(Stored items)

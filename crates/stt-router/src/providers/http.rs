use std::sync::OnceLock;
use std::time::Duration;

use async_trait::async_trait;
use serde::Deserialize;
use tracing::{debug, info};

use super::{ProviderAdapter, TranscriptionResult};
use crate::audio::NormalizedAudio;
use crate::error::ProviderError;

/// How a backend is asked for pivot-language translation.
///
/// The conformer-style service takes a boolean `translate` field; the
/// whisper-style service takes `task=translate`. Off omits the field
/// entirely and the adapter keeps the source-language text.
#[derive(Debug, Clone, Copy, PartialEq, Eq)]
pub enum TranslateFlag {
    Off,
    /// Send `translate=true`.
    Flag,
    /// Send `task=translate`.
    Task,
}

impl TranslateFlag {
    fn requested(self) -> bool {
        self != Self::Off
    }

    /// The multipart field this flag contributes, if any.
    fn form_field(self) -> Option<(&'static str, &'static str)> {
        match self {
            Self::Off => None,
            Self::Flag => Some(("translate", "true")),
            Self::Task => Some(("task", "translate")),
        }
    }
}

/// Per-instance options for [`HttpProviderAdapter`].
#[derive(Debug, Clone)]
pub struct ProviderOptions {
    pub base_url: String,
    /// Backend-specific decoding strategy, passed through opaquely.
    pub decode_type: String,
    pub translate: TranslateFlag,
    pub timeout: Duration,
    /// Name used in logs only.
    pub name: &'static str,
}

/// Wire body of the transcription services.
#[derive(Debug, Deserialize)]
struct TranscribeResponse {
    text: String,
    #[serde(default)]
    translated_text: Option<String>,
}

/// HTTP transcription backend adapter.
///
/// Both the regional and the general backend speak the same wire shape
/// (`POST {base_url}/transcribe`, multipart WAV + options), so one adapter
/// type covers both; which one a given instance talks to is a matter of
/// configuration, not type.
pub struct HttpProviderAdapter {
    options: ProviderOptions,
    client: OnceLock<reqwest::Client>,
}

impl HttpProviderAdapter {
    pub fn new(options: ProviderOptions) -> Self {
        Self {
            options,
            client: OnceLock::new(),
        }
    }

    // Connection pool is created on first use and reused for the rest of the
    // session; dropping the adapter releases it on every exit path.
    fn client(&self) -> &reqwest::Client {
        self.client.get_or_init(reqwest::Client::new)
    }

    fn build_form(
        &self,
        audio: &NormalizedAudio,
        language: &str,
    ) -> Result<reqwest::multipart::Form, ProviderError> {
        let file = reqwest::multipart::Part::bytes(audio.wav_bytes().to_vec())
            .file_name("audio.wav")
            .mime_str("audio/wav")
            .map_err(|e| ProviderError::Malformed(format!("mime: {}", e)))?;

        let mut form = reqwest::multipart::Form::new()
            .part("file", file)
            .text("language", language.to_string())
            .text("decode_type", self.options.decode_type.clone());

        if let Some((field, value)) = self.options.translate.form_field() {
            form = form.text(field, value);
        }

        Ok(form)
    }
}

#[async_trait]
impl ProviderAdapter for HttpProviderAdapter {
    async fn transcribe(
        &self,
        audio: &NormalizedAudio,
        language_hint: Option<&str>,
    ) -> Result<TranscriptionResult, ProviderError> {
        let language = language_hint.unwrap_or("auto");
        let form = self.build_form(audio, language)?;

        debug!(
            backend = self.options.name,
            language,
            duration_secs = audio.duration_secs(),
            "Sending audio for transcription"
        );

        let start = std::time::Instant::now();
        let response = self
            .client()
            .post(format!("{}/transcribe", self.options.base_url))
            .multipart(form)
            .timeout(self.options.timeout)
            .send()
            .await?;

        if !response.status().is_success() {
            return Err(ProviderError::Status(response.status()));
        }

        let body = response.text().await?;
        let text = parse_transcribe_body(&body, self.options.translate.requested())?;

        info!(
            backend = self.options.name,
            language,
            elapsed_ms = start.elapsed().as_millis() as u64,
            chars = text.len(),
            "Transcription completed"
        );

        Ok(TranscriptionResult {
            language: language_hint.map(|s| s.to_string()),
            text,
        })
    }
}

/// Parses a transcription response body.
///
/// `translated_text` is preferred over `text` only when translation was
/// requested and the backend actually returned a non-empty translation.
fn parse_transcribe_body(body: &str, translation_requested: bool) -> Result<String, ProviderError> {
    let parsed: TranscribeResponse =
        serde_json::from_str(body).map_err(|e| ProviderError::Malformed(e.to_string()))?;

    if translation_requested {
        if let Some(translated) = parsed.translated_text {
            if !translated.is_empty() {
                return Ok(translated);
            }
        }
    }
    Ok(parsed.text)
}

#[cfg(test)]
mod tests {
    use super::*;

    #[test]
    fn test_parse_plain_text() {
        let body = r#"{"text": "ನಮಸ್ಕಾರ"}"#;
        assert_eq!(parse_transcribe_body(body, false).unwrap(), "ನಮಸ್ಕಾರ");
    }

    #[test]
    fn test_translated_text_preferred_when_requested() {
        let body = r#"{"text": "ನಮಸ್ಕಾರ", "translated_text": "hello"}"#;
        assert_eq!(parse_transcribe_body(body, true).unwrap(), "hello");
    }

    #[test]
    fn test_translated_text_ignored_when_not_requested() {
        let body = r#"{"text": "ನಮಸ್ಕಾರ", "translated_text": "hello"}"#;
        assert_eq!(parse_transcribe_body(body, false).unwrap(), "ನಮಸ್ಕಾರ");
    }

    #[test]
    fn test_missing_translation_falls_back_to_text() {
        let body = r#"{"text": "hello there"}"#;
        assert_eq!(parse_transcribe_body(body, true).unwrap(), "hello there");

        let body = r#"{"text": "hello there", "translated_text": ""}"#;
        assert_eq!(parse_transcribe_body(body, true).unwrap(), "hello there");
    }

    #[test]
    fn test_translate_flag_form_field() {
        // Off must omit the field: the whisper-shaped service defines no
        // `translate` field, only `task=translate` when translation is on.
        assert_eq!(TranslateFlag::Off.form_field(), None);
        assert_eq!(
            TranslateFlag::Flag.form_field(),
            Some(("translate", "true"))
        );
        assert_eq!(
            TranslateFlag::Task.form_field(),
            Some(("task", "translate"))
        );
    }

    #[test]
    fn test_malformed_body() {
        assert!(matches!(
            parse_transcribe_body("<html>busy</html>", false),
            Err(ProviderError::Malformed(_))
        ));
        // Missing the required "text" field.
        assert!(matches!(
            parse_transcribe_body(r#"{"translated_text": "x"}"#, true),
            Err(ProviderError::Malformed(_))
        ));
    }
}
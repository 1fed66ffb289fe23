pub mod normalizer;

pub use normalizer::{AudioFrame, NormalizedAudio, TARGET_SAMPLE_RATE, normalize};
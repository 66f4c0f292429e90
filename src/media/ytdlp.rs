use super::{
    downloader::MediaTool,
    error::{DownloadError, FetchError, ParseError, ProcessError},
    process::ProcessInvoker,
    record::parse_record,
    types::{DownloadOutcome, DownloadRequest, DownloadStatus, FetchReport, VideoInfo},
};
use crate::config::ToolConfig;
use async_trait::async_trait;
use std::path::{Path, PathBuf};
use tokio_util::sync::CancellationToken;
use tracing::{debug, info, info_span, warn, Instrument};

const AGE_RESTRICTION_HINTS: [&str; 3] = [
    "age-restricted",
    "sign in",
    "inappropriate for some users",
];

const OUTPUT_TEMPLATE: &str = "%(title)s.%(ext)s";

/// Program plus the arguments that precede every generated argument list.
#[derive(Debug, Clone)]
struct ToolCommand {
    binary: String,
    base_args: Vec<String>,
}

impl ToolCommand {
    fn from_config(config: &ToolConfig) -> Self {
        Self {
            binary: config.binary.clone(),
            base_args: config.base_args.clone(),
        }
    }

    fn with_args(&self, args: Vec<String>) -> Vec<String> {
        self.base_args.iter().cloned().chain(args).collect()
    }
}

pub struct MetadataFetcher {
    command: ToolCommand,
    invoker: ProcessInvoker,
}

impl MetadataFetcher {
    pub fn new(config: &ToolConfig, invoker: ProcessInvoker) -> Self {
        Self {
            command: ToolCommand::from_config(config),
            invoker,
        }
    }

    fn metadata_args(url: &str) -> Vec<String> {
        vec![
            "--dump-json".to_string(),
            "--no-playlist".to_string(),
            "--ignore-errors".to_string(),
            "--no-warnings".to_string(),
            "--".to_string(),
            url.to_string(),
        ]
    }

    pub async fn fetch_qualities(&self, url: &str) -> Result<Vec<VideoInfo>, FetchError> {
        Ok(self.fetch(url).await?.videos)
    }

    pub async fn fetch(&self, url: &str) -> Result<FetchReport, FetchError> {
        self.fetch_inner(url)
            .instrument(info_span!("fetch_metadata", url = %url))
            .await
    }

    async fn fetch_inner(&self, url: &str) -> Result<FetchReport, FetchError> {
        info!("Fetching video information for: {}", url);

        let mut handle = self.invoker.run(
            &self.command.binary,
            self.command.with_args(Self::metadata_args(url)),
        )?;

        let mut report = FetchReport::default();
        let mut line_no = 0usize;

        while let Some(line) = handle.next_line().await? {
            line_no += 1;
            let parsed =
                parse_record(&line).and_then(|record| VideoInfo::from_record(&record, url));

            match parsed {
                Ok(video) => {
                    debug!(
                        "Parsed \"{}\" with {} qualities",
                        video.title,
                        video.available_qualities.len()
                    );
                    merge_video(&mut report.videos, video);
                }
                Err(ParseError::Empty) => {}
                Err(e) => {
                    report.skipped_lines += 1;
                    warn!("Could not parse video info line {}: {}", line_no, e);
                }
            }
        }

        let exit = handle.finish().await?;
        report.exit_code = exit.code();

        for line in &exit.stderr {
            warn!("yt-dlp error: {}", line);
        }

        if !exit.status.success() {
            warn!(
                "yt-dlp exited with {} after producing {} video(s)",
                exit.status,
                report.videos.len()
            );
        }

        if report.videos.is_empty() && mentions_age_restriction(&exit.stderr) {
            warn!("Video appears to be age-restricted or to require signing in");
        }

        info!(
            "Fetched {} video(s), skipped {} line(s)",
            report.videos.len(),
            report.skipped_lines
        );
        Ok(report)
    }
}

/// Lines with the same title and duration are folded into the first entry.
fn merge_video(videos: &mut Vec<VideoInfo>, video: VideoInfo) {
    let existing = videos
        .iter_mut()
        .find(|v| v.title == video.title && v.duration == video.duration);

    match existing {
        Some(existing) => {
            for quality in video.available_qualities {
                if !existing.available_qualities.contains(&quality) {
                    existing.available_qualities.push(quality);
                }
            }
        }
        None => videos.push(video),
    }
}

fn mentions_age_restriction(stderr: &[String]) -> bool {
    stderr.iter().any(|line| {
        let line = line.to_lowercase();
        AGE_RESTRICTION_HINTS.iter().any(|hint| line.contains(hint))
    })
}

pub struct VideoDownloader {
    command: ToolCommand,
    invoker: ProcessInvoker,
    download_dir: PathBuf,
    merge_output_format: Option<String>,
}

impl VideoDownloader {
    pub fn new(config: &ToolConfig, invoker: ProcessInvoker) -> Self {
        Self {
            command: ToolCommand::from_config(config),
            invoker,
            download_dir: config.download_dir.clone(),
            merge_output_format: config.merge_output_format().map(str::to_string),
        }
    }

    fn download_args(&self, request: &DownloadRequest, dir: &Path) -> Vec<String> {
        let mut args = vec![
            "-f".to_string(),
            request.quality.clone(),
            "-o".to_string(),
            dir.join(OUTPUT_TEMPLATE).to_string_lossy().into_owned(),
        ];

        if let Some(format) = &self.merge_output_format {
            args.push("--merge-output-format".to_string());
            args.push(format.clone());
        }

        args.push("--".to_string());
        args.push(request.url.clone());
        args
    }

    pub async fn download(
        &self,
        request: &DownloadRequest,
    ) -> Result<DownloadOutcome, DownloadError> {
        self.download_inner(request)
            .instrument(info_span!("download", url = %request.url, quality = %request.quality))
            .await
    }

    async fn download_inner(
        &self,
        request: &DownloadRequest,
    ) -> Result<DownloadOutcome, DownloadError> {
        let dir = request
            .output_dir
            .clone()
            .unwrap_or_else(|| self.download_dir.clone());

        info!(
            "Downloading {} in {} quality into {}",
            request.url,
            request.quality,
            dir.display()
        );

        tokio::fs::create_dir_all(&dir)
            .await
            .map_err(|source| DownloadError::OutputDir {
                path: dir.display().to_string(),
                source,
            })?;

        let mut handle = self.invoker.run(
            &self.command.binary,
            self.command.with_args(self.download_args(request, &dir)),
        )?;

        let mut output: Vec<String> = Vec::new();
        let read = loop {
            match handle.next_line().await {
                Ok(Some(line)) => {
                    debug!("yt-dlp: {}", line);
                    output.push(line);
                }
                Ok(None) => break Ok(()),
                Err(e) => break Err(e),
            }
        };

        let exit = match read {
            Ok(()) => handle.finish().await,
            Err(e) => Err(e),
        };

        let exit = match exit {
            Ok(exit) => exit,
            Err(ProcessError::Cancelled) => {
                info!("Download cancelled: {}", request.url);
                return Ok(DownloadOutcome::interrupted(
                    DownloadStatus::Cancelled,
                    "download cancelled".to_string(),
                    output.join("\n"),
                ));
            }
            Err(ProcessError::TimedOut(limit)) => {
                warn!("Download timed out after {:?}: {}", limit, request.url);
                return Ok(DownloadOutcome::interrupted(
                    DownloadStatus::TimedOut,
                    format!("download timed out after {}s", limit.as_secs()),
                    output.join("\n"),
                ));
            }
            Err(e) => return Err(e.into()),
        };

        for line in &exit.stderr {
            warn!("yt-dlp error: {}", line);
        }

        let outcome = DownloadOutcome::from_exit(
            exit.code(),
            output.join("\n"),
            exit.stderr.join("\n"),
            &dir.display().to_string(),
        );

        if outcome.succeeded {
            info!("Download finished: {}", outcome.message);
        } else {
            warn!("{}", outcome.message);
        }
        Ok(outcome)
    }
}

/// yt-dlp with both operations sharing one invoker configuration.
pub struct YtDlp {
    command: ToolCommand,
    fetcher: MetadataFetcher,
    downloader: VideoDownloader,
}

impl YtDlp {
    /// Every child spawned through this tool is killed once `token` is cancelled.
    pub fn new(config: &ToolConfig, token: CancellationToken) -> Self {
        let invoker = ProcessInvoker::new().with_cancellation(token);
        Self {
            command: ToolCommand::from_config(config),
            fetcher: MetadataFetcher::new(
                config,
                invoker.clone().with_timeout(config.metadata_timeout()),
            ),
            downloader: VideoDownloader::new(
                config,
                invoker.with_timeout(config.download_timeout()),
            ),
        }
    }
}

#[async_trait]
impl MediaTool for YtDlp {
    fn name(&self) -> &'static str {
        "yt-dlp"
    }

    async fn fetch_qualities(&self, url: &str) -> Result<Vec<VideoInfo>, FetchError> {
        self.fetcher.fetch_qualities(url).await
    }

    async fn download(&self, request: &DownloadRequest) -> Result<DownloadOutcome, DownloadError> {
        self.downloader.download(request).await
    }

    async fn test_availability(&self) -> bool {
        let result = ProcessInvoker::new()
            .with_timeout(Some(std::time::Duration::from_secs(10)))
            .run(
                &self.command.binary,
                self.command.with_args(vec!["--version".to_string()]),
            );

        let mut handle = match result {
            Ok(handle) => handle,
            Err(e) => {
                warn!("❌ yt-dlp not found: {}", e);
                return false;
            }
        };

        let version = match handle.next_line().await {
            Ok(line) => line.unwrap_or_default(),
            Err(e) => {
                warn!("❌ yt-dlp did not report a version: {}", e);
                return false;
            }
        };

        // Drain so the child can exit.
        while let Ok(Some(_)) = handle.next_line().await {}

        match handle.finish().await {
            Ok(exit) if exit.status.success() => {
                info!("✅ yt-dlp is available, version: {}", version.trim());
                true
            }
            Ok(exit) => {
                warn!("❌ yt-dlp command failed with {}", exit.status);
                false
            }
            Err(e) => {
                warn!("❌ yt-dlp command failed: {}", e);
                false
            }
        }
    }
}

> **INSTRUCTIONS FOR THE TASK**
Go through the entries above and copy each line holding the string "title".

> **RESULT OF THE EXERCISE**
const OUTPUT_TEMPLATE: &str = "%(title)s.%(ext)s";
                        video.title,
/// Lines with the same title and duration are folded into the first entry.
        .find(|v| v.title == video.title && v.duration == video.duration);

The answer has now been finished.